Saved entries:
═══
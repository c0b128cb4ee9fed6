//! Master node configuration.
//!
//! The master is configured by a JSON file naming the serial port, the
//! key material file, and the set of slave addresses it may command:
//!
//! ```json
//! {
//!     "serial_port": "/dev/ttyUSB0",
//!     "key_file": "/etc/hasp/key",
//!     "slaves": ["A1", "A2", "B1"],
//!     "max_retries": 3,
//!     "audit_log": "/var/log/hasp/audit.log"
//! }
//! ```
//!
//! Timing knobs are optional and fall back to the protocol defaults in
//! [`hasp_core::constants`]. Slave addresses are validated during
//! deserialization, so a config with a malformed address fails to load
//! rather than silently registering an unreachable locker.

use std::path::{Path, PathBuf};
use std::time::Duration;

use hasp_core::constants::{
    DEFAULT_BAUD_RATE, DEFAULT_MAX_RETRIES, POLL_INTERVAL_MS, REOPEN_BACKOFF_MS,
    RESPONSE_WINDOW_MS, SETTLE_DELAY_MS,
};
use hasp_core::types::LockerAddress;
use hasp_link::{BusPortConfig, CourierConfig};
use serde::{Deserialize, Serialize};

use crate::error::{MasterError, Result};
use crate::registry::Registry;

/// Configuration for the master node, loaded from a JSON file.
#[derive(Debug, Clone, Serialize, Deserialize)]
pub struct MasterConfig {
    /// Serial port the shared bus hangs off, such as `/dev/ttyUSB0`.
    pub serial_port: String,

    /// Bus baud rate.
    #[serde(default = "default_baud_rate")]
    pub baud_rate: u32,

    /// Settle delay after each half-duplex direction switch.
    #[serde(default = "default_settle_ms")]
    pub settle_ms: u64,

    /// Backoff before reopening the line after a transient read error.
    #[serde(default = "default_reopen_backoff_ms")]
    pub reopen_backoff_ms: u64,

    /// Response window per transmission.
    #[serde(default = "default_response_window_ms")]
    pub response_window_ms: u64,

    /// Retransmissions after the first unanswered attempt.
    #[serde(default = "default_max_retries")]
    pub max_retries: u32,

    /// Pause between receive polls while a window is open, also the
    /// idle cadence for draining device reports.
    #[serde(default = "default_poll_interval_ms")]
    pub poll_interval_ms: u64,

    /// Addresses of the lockers this master may command.
    pub slaves: Vec<LockerAddress>,

    /// File holding the raw token key material.
    pub key_file: PathBuf,

    /// Append-only audit log path. When absent, events stay in memory.
    #[serde(default)]
    pub audit_log: Option<PathBuf>,
}

fn default_baud_rate() -> u32 {
    DEFAULT_BAUD_RATE
}

fn default_settle_ms() -> u64 {
    SETTLE_DELAY_MS
}

fn default_reopen_backoff_ms() -> u64 {
    REOPEN_BACKOFF_MS
}

fn default_response_window_ms() -> u64 {
    RESPONSE_WINDOW_MS
}

fn default_max_retries() -> u32 {
    DEFAULT_MAX_RETRIES
}

fn default_poll_interval_ms() -> u64 {
    POLL_INTERVAL_MS
}

impl MasterConfig {
    /// Load a master configuration from a JSON file.
    ///
    /// # Errors
    ///
    /// Returns [`MasterError::ConfigFile`] when the file cannot be read
    /// or does not parse. Fatal at startup.
    pub fn load(path: impl AsRef<Path>) -> Result<Self> {
        let path = path.as_ref();
        let shown = path.display().to_string();

        let raw = std::fs::read_to_string(path)
            .map_err(|e| MasterError::config_file(&shown, e.to_string()))?;

        serde_json::from_str(&raw).map_err(|e| MasterError::config_file(&shown, e.to_string()))
    }

    /// Transport timing derived from this configuration.
    #[must_use]
    pub fn port_config(&self) -> BusPortConfig {
        BusPortConfig {
            settle: Duration::from_millis(self.settle_ms),
            reopen_backoff: Duration::from_millis(self.reopen_backoff_ms),
        }
    }

    /// Request/response timing derived from this configuration.
    #[must_use]
    pub fn courier_config(&self) -> CourierConfig {
        CourierConfig {
            response_window: Duration::from_millis(self.response_window_ms),
            max_retries: self.max_retries,
            poll_interval: Duration::from_millis(self.poll_interval_ms),
        }
    }

    /// A registry holding one proxy per configured slave.
    #[must_use]
    pub fn registry(&self) -> Registry {
        Registry::from_addresses(self.slaves.iter().cloned())
    }
}
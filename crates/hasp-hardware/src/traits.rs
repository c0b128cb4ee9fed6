//! Hardware device trait definitions.
//!
//! This module defines trait interfaces for the peripherals a locker node
//! touches: the solenoid latch, the latch feedback sensor, the alert
//! output, the badge scanner, and the shared half-duplex bus line. The
//! traits establish the contract between the control logic and the
//! peripherals, enabling substitution between mock and real hardware.
//!
//! All traits use native `async fn` methods (Rust 1.90 + Edition 2024
//! RPITIT), eliminating the need for the `async_trait` macro. They are
//! consequently not object-safe; use generic type parameters, which is how
//! the device controller and master orchestrator consume them.

#![allow(async_fn_in_trait)]

use crate::error::Result;
use bytes::BytesMut;
use chrono::{DateTime, Utc};
use hasp_core::types::{FeedbackState, LockState};
use std::time::Duration;

/// Transfer direction of a half-duplex bus line.
///
/// The physical line can carry traffic one way at a time. Every node idles
/// in [`Receive`](LineDirection::Receive) and switches to
/// [`Transmit`](LineDirection::Transmit) only for the duration of its own
/// frame.
#[derive(Debug, Clone, Copy, PartialEq, Eq)]
pub enum LineDirection {
    /// Driver enabled, line carries this node's output.
    Transmit,

    /// Driver released, line is listened to.
    Receive,
}

impl LineDirection {
    /// The other direction.
    #[must_use]
    pub fn flipped(self) -> Self {
        match self {
            Self::Transmit => Self::Receive,
            Self::Receive => Self::Transmit,
        }
    }

    /// Short name for logs.
    #[must_use]
    pub fn as_str(self) -> &'static str {
        match self {
            Self::Transmit => "TX",
            Self::Receive => "RX",
        }
    }
}

impl std::fmt::Display for LineDirection {
    fn fmt(&self, f: &mut std::fmt::Formatter<'_>) -> std::fmt::Result {
        f.write_str(self.as_str())
    }
}

/// Maximum accepted scan payload length in characters.
///
/// Sealed access tokens are a few hundred hex characters; anything past
/// this limit is noise or a misbehaving reader.
pub const MAX_SCAN_LENGTH: usize = 1024;

/// A single read from a badge or code scanner.
///
/// Carries the raw payload exactly as the reader delivered it (minus the
/// terminator most keyboard-wedge scanners append) and the instant it was
/// captured.
#[derive(Debug, Clone, PartialEq, Eq)]
pub struct ScanEvent {
    /// Raw scanned payload.
    pub payload: String,

    /// Timestamp when the scan was captured.
    pub timestamp: DateTime<Utc>,
}

impl ScanEvent {
    /// Create a scan event with the current timestamp.
    ///
    /// Trailing `\r` and `\n` are stripped before validation since wedge
    /// scanners terminate every read with Enter.
    ///
    /// # Errors
    ///
    /// Returns an error if the payload is empty after stripping, longer
    /// than [`MAX_SCAN_LENGTH`], or contains control characters.
    pub fn new(payload: impl Into<String>) -> Result<Self> {
        let mut payload = payload.into();
        while payload.ends_with('\n') || payload.ends_with('\r') {
            payload.pop();
        }

        if payload.is_empty() {
            return Err(crate::error::HardwareError::invalid_data(
                "empty scan payload",
            ));
        }
        if payload.len() > MAX_SCAN_LENGTH {
            return Err(crate::error::HardwareError::invalid_data(format!(
                "scan payload of {} chars exceeds limit of {}",
                payload.len(),
                MAX_SCAN_LENGTH
            )));
        }
        if payload.chars().any(char::is_control) {
            return Err(crate::error::HardwareError::invalid_data(
                "scan payload contains control characters",
            ));
        }

        Ok(Self {
            payload,
            timestamp: Utc::now(),
        })
    }

    /// Replace the capture timestamp.
    ///
    /// Useful for tests and for replaying recorded scan logs.
    #[must_use]
    pub fn with_timestamp(mut self, timestamp: DateTime<Utc>) -> Self {
        self.timestamp = timestamp;
        self
    }
}

/// Solenoid latch actuator abstraction.
///
/// The latch is the mechanism that physically holds a locker door. It is
/// commanded, never sensed: what the door actually does is reported
/// separately through [`FeedbackSense`].
///
/// # Examples
///
/// ```no_run
/// use hasp_hardware::traits::SolenoidDrive;
/// use hasp_hardware::error::Result;
/// use hasp_core::types::LockState;
///
/// async fn release<S: SolenoidDrive>(latch: &mut S) -> Result<()> {
///     latch.set_state(LockState::Open).await?;
///     Ok(())
/// }
/// ```
pub trait SolenoidDrive: Send + Sync {
    /// Drive the latch to the given state.
    ///
    /// # Errors
    ///
    /// Returns an error if the actuator is disconnected or the drive
    /// operation fails.
    async fn set_state(&mut self, state: LockState) -> Result<()>;

    /// The last commanded latch state.
    ///
    /// # Errors
    ///
    /// Returns an error if the actuator cannot be queried.
    async fn state(&self) -> Result<LockState>;
}

/// Latch feedback sensor abstraction.
///
/// Reports the observed position of the latch. Readings are raw: the
/// caller is responsible for sampling at an interval and debouncing, which
/// is what the device controller's feedback loop does.
pub trait FeedbackSense: Send + Sync {
    /// Read the instantaneous sensor level.
    ///
    /// # Errors
    ///
    /// Returns an error if the sensor is disconnected or delivers an
    /// out-of-range level.
    async fn read(&mut self) -> Result<FeedbackState>;
}

/// Operator-facing alert output (buzzer, lamp).
///
/// Used for the short confirmation pulse after a locker command completes.
pub trait AlertOutput: Send + Sync {
    /// Drive the output active for the given duration, then release it.
    ///
    /// # Errors
    ///
    /// Returns an error if the output cannot be driven.
    async fn pulse(&mut self, duration: Duration) -> Result<()>;
}

/// Badge or code scanner abstraction.
///
/// # Examples
///
/// ```no_run
/// use hasp_hardware::traits::ScanSource;
/// use hasp_hardware::error::Result;
///
/// async fn next_payload<S: ScanSource>(scanner: &mut S) -> Result<String> {
///     let event = scanner.next_scan().await?;
///     Ok(event.payload)
/// }
/// ```
pub trait ScanSource: Send + Sync {
    /// Wait for the next scan.
    ///
    /// Blocks asynchronously until the reader delivers a payload.
    ///
    /// # Errors
    ///
    /// Returns an error if the reader is disconnected.
    async fn next_scan(&mut self) -> Result<ScanEvent>;
}

/// Raw half-duplex bus line abstraction.
///
/// This is the bottom of the transport stack: bytes in, bytes out, and a
/// direction pin. It knows nothing about frames, settle timing, or
/// direction discipline; all of that is owned by the transport layered on
/// top. Implementations only perform the physical operations they are
/// asked for.
pub trait BusLine: Send + Sync {
    /// Write the given bytes and wait until they have left the wire.
    ///
    /// The drain requirement matters on a half-duplex line: the caller
    /// flips direction right after sending, and doing so before the last
    /// byte clears the transceiver truncates the frame.
    ///
    /// # Errors
    ///
    /// Returns an error if the write fails or the line is gone.
    async fn send(&mut self, bytes: &[u8]) -> Result<()>;

    /// Append whatever input is pending to `buf` and return the byte count.
    ///
    /// Must not block waiting for data: if nothing is pending within the
    /// line's short read timeout, returns `Ok(0)`.
    ///
    /// # Errors
    ///
    /// Returns an error if the read fails. Such errors are transient; the
    /// caller recovers by calling [`reopen`](BusLine::reopen).
    async fn recv_available(&mut self, buf: &mut BytesMut) -> Result<usize>;

    /// Switch the line driver direction.
    ///
    /// This is the raw pin operation with no settle delay. The transport
    /// above decides when to switch and how long to wait afterwards.
    ///
    /// # Errors
    ///
    /// Returns an error if the driver control fails.
    async fn set_direction(&mut self, direction: LineDirection) -> Result<()>;

    /// Close and reopen the line.
    ///
    /// Any input pending at the time of the reopen is discarded, the way
    /// an OS buffer is dropped when a port closes. Used to recover from
    /// transient read errors.
    ///
    /// # Errors
    ///
    /// Returns an error if the line cannot be opened again.
    async fn reopen(&mut self) -> Result<()>;

    /// Identifier of the line for logs (port path or mock label).
    fn descriptor(&self) -> String;
}

#[cfg(test)]
mod tests {
    use super::*;

    #[test]
    fn test_line_direction_flipped() {
        assert_eq!(LineDirection::Transmit.flipped(), LineDirection::Receive);
        assert_eq!(LineDirection::Receive.flipped(), LineDirection::Transmit);
    }

    #[test]
    fn test_line_direction_display() {
        assert_eq!(LineDirection::Transmit.to_string(), "TX");
        assert_eq!(LineDirection::Receive.to_string(), "RX");
    }

    #[test]
    fn test_scan_event_strips_terminator() {
        let event = ScanEvent::new("aabbcc\r\n").unwrap();
        assert_eq!(event.payload, "aabbcc");

        let event = ScanEvent::new("aabbcc\n").unwrap();
        assert_eq!(event.payload, "aabbcc");
    }

    #[test]
    fn test_scan_event_rejects_empty() {
        assert!(ScanEvent::new("").is_err());
        assert!(ScanEvent::new("\r\n").is_err());
    }

    #[test]
    fn test_scan_event_rejects_oversized() {
        let oversized = "f".repeat(MAX_SCAN_LENGTH + 1);
        assert!(ScanEvent::new(oversized).is_err());

        let at_limit = "f".repeat(MAX_SCAN_LENGTH);
        assert!(ScanEvent::new(at_limit).is_ok());
    }

    #[test]
    fn test_scan_event_rejects_interior_control_chars() {
        assert!(ScanEvent::new("aa\x07bb").is_err());
        assert!(ScanEvent::new("aa\nbb").is_err());
    }

    #[test]
    fn test_scan_event_with_timestamp() {
        use chrono::TimeZone;

        let at = Utc.with_ymd_and_hms(2025, 6, 1, 12, 0, 0).unwrap();
        let event = ScanEvent::new("aabbcc").unwrap().with_timestamp(at);
        assert_eq!(event.timestamp, at);
    }
}
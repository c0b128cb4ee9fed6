//! Performance benchmarks for CommandCodec.
//!
//! These benchmarks measure encode and decode throughput for the wire
//! codec. The bus runs at 9600 baud, so the codec is never the
//! bottleneck in production; the benchmarks exist to catch regressions
//! in the parsing hot path.
//!
//! Run benchmarks with:
//! ```sh
//! cargo bench --bench codec_bench
//! ```

use bytes::BytesMut;
use criterion::{Criterion, Throughput, criterion_group, criterion_main};
use hasp_core::LockerAddress;
use hasp_protocol::{Command, CommandCodec};
use std::hint::black_box;
use tokio_util::codec::{Decoder, Encoder};

/// Create a representative unlock command.
fn create_unlock_command() -> Command {
    let address = LockerAddress::new("locker_07").unwrap();
    Command::unlock(address, "alice@example.org")
}

/// Create a minimal acknowledgment command.
fn create_ack_command() -> Command {
    let address = LockerAddress::new("A1").unwrap();
    Command::ack(address, "master")
}

/// Benchmark encoding an unlock command.
fn bench_encode_unlock(c: &mut Criterion) {
    let mut group = c.benchmark_group("encode_unlock");
    group.throughput(Throughput::Elements(1));

    let cmd = create_unlock_command();

    group.bench_function("encode_unlock_command", |b| {
        b.iter(|| {
            let mut codec = CommandCodec::new();
            let mut buffer = BytesMut::new();
            codec.encode(black_box(cmd.clone()), &mut buffer).unwrap();
            black_box(buffer);
        });
    });

    group.finish();
}

/// Benchmark decoding a single complete frame.
fn bench_decode_unlock(c: &mut Criterion) {
    let mut group = c.benchmark_group("decode_unlock");
    group.throughput(Throughput::Elements(1));

    let mut codec = CommandCodec::new();
    let mut encoded = BytesMut::new();
    codec.encode(create_unlock_command(), &mut encoded).unwrap();
    let encoded_bytes = encoded.freeze();

    group.bench_function("decode_unlock_command", |b| {
        b.iter(|| {
            let mut codec = CommandCodec::new();
            let mut buffer = BytesMut::from(&encoded_bytes[..]);
            let cmd = codec.decode(&mut buffer).unwrap();
            black_box(cmd);
        });
    });

    group.finish();
}

/// Benchmark a full encode/decode round trip.
fn bench_round_trip(c: &mut Criterion) {
    let mut group = c.benchmark_group("round_trip");
    group.throughput(Throughput::Elements(1));

    let cmd = create_ack_command();

    group.bench_function("encode_then_decode", |b| {
        b.iter(|| {
            let mut codec = CommandCodec::new();
            let mut buffer = BytesMut::new();
            codec.encode(black_box(cmd.clone()), &mut buffer).unwrap();
            let decoded = codec.decode(&mut buffer).unwrap();
            black_box(decoded);
        });
    });

    group.finish();
}

/// Benchmark decoding a burst of frames from one buffer, the shape of
/// traffic right after a direction switch.
fn bench_decode_burst(c: &mut Criterion) {
    const BURST: usize = 16;

    let mut group = c.benchmark_group("decode_burst");
    group.throughput(Throughput::Elements(BURST as u64));

    let mut codec = CommandCodec::new();
    let mut encoded = BytesMut::new();
    for _ in 0..BURST {
        codec.encode(create_unlock_command(), &mut encoded).unwrap();
    }
    let encoded_bytes = encoded.freeze();

    group.bench_function("decode_16_frames", |b| {
        b.iter(|| {
            let mut codec = CommandCodec::new();
            let mut buffer = BytesMut::from(&encoded_bytes[..]);
            let mut count = 0;
            while let Ok(Some(cmd)) = codec.decode(&mut buffer) {
                black_box(cmd);
                count += 1;
            }
            assert_eq!(count, BURST);
        });
    });

    group.finish();
}

criterion_group!(
    benches,
    bench_encode_unlock,
    bench_decode_unlock,
    bench_round_trip,
    bench_decode_burst
);
criterion_main!(benches);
═══
> _WHAT YOU SHOULD DO_
Search the records line by line for the word "right" and copy every line where it appears.

> _REPLY TO THE EXERCISE_
    /// flips direction right after sending, and doing so before the last
/// traffic right after a direction switch.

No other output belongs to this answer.